_TASK TO COMPLETE_
Whatever appears in the records, write it out again exactly.

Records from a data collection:
####
//! ShardKV - A Sharded In-Memory Storage Engine
//!
//! This is the main entry point for the ShardKV engine.
//! It loads configuration, starts every shard and runs until SIGINT or
//! SIGTERM.

use shardkv::config::{Config, EvictionPolicy};
use shardkv::shard::ShardManager;
use std::sync::Arc;
use tokio::sync::{mpsc, watch};
use tracing::{error, info};
use tracing_subscriber::{EnvFilter, FmtSubscriber};

/// Applies command-line arguments on top of `config`.
fn apply_args(mut config: Config) -> Config {
    let args: Vec<String> = std::env::args().collect();

    let mut i = 1;
    while i < args.len() {
        match args[i].as_str() {
            "--shards" | "-s" => {
                config.num_shards = parse_value(&args, i, "--shards");
                i += 2;
            }
            "--keys-limit" | "-k" => {
                config.keys_limit = parse_value(&args, i, "--keys-limit");
                i += 2;
            }
            "--eviction-policy" | "-e" => {
                config.eviction_policy = parse_value::<EvictionPolicy>(&args, i, "--eviction-policy");
                i += 2;
            }
            "--help" | "-h" => {
                print_help();
                std::process::exit(0);
            }
            "--version" | "-v" => {
                println!("ShardKV version {}", shardkv::VERSION);
                std::process::exit(0);
            }
            _ => {
                eprintln!("Unknown argument: {}", args[i]);
                print_help();
                std::process::exit(1);
            }
        }
    }

    if let Err(e) = config.validate() {
        eprintln!("Error: {}", e);
        std::process::exit(1);
    }

    config
}

fn parse_value<T: std::str::FromStr>(args: &[String], i: usize, flag: &str) -> T {
    let Some(raw) = args.get(i + 1) else {
        eprintln!("Error: {} requires a value", flag);
        std::process::exit(1);
    };
    raw.parse().unwrap_or_else(|_| {
        eprintln!("Error: invalid value for {}: {}", flag, raw);
        std::process::exit(1);
    })
}

fn print_help() {
    println!(
        r#"
ShardKV - A Sharded In-Memory Storage Engine

USAGE:
    shardkv [OPTIONS]

OPTIONS:
    -s, --shards <N>                 Number of shards (default: available cores)
    -k, --keys-limit <N>             Total key capacity (default: 200000000)
    -e, --eviction-policy <POLICY>   simple-first | allkeys-random | allkeys-lru |
                                     allkeys-lfu | batch_keys_lru (default)
    -v, --version                    Print version information
    -h, --help                       Print this help message

ENVIRONMENT:
    SHARDKV_KEYS_LIMIT, SHARDKV_EVICTION_RATIO, SHARDKV_EVICTION_POLICY,
    SHARDKV_SHARD_CRON_FREQUENCY_MS, SHARDKV_LFU_LOG_FACTOR, SHARDKV_NUM_SHARDS
    RUST_LOG controls log verbosity (default: info)

EXAMPLES:
    shardkv                                  # One shard per core
    shardkv --shards 8 --keys-limit 1000000
    shardkv --eviction-policy allkeys-lfu
"#
    );
}

#[tokio::main]
async fn main() -> anyhow::Result<()> {
    // Flags override the environment, which overrides defaults
    let config = apply_args(Config::from_env()?);

    // Set up logging
    FmtSubscriber::builder()
        .with_env_filter(EnvFilter::try_from_default_env().unwrap_or_else(|_| EnvFilter::new("info")))
        .with_target(false)
        .with_thread_ids(false)
        .with_file(false)
        .with_line_number(false)
        .init();

    info!(
        version = shardkv::VERSION,
        shards = config.num_shards,
        keys_limit = config.keys_limit,
        eviction_ratio = config.eviction_ratio,
        policy = %config.eviction_policy,
        "ShardKV starting"
    );

    let (error_tx, mut error_rx) = mpsc::unbounded_channel();
    let manager = Arc::new(ShardManager::new(config.num_shards, &config, error_tx));

    // dropping the sender stops the shards, so it lives until exit
    let (_shutdown_tx, shutdown_rx) = watch::channel(false);
    let mut runner = tokio::spawn({
        let manager = Arc::clone(&manager);
        async move { manager.run(shutdown_rx).await }
    });

    info!("Use Ctrl+C (or send SIGTERM) to shutdown gracefully");
    loop {
        tokio::select! {
            result = &mut runner => {
                result?;
                break;
            }
            Some(err) = error_rx.recv() => {
                error!(shard_id = err.shard_id(), error = %err, "Shard failure");
            }
        }
    }

    while let Ok(err) = error_rx.try_recv() {
        error!(shard_id = err.shard_id(), error = %err, "Shard failure during shutdown");
    }

    info!("Shutdown complete");
    Ok(())
}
####
_RESPONSE TO THIS EXERCISE_
//! ShardKV - A Sharded In-Memory Storage Engine
//!
//! This is the main entry point for the ShardKV engine.
//! It loads configuration, starts every shard and runs until SIGINT or
//! SIGTERM.

use shardkv::config::{Config, EvictionPolicy};
use shardkv::shard::ShardManager;
use std::sync::Arc;
use tokio::sync::{mpsc, watch};
use tracing::{error, info};
use tracing_subscriber::{EnvFilter, FmtSubscriber};

/// Applies command-line arguments on top of `config`.
fn apply_args(mut config: Config) -> Config {
    let args: Vec<String> = std::env::args().collect();

    let mut i = 1;
    while i < args.len() {
        match args[i].as_str() {
            "--shards" | "-s" => {
                config.num_shards = parse_value(&args, i, "--shards");
                i += 2;
            }
            "--keys-limit" | "-k" => {
                config.keys_limit = parse_value(&args, i, "--keys-limit");
                i += 2;
            }
            "--eviction-policy" | "-e" => {
                config.eviction_policy = parse_value::<EvictionPolicy>(&args, i, "--eviction-policy");
                i += 2;
            }
            "--help" | "-h" => {
                print_help();
                std::process::exit(0);
            }
            "--version" | "-v" => {
                println!("ShardKV version {}", shardkv::VERSION);
                std::process::exit(0);
            }
            _ => {
                eprintln!("Unknown argument: {}", args[i]);
                print_help();
                std::process::exit(1);
            }
        }
    }

    if let Err(e) = config.validate() {
        eprintln!("Error: {}", e);
        std::process::exit(1);
    }

    config
}

fn parse_value<T: std::str::FromStr>(args: &[String], i: usize, flag: &str) -> T {
    let Some(raw) = args.get(i + 1) else {
        eprintln!("Error: {} requires a value", flag);
        std::process::exit(1);
    };
    raw.parse().unwrap_or_else(|_| {
        eprintln!("Error: invalid value for {}: {}", flag, raw);
        std::process::exit(1);
    })
}

fn print_help() {
    println!(
        r#"
ShardKV - A Sharded In-Memory Storage Engine

USAGE:
    shardkv [OPTIONS]

OPTIONS:
    -s, --shards <N>                 Number of shards (default: available cores)
    -k, --keys-limit <N>             Total key capacity (default: 200000000)
    -e, --eviction-policy <POLICY>   simple-first | allkeys-random | allkeys-lru |
                                     allkeys-lfu | batch_keys_lru (default)
    -v, --version                    Print version information
    -h, --help                       Print this help message

ENVIRONMENT:
    SHARDKV_KEYS_LIMIT, SHARDKV_EVICTION_RATIO, SHARDKV_EVICTION_POLICY,
    SHARDKV_SHARD_CRON_FREQUENCY_MS, SHARDKV_LFU_LOG_FACTOR, SHARDKV_NUM_SHARDS
    RUST_LOG controls log verbosity (default: info)

EXAMPLES:
    shardkv                                  # One shard per core
    shardkv --shards 8 --keys-limit 1000000
    shardkv --eviction-policy allkeys-lfu
"#
    );
}

#[tokio::main]
async fn main() -> anyhow::Result<()> {
    // Flags override the environment, which overrides defaults
    let config = apply_args(Config::from_env()?);

    // Set up logging
    FmtSubscriber::builder()
        .with_env_filter(EnvFilter::try_from_default_env().unwrap_or_else(|_| EnvFilter::new("info")))
        .with_target(false)
        .with_thread_ids(false)
        .with_file(false)
        .with_line_number(false)
        .init();

    info!(
        version = shardkv::VERSION,
        shards = config.num_shards,
        keys_limit = config.keys_limit,
        eviction_ratio = config.eviction_ratio,
        policy = %config.eviction_policy,
        "ShardKV starting"
    );

    let (error_tx, mut error_rx) = mpsc::unbounded_channel();
    let manager = Arc::new(ShardManager::new(config.num_shards, &config, error_tx));

    // dropping the sender stops the shards, so it lives until exit
    let (_shutdown_tx, shutdown_rx) = watch::channel(false);
    let mut runner = tokio::spawn({
        let manager = Arc::clone(&manager);
        async move { manager.run(shutdown_rx).await }
    });

    info!("Use Ctrl+C (or send SIGTERM) to shutdown gracefully");
    loop {
        tokio::select! {
            result = &mut runner => {
                result?;
                break;
            }
            Some(err) = error_rx.recv() => {
                error!(shard_id = err.shard_id(), error = %err, "Shard failure");
            }
        }
    }

    while let Ok(err) = error_rx.try_recv() {
        error!(shard_id = err.shard_id(), error = %err, "Shard failure during shutdown");
    }

    info!("Shutdown complete");
    Ok(())
}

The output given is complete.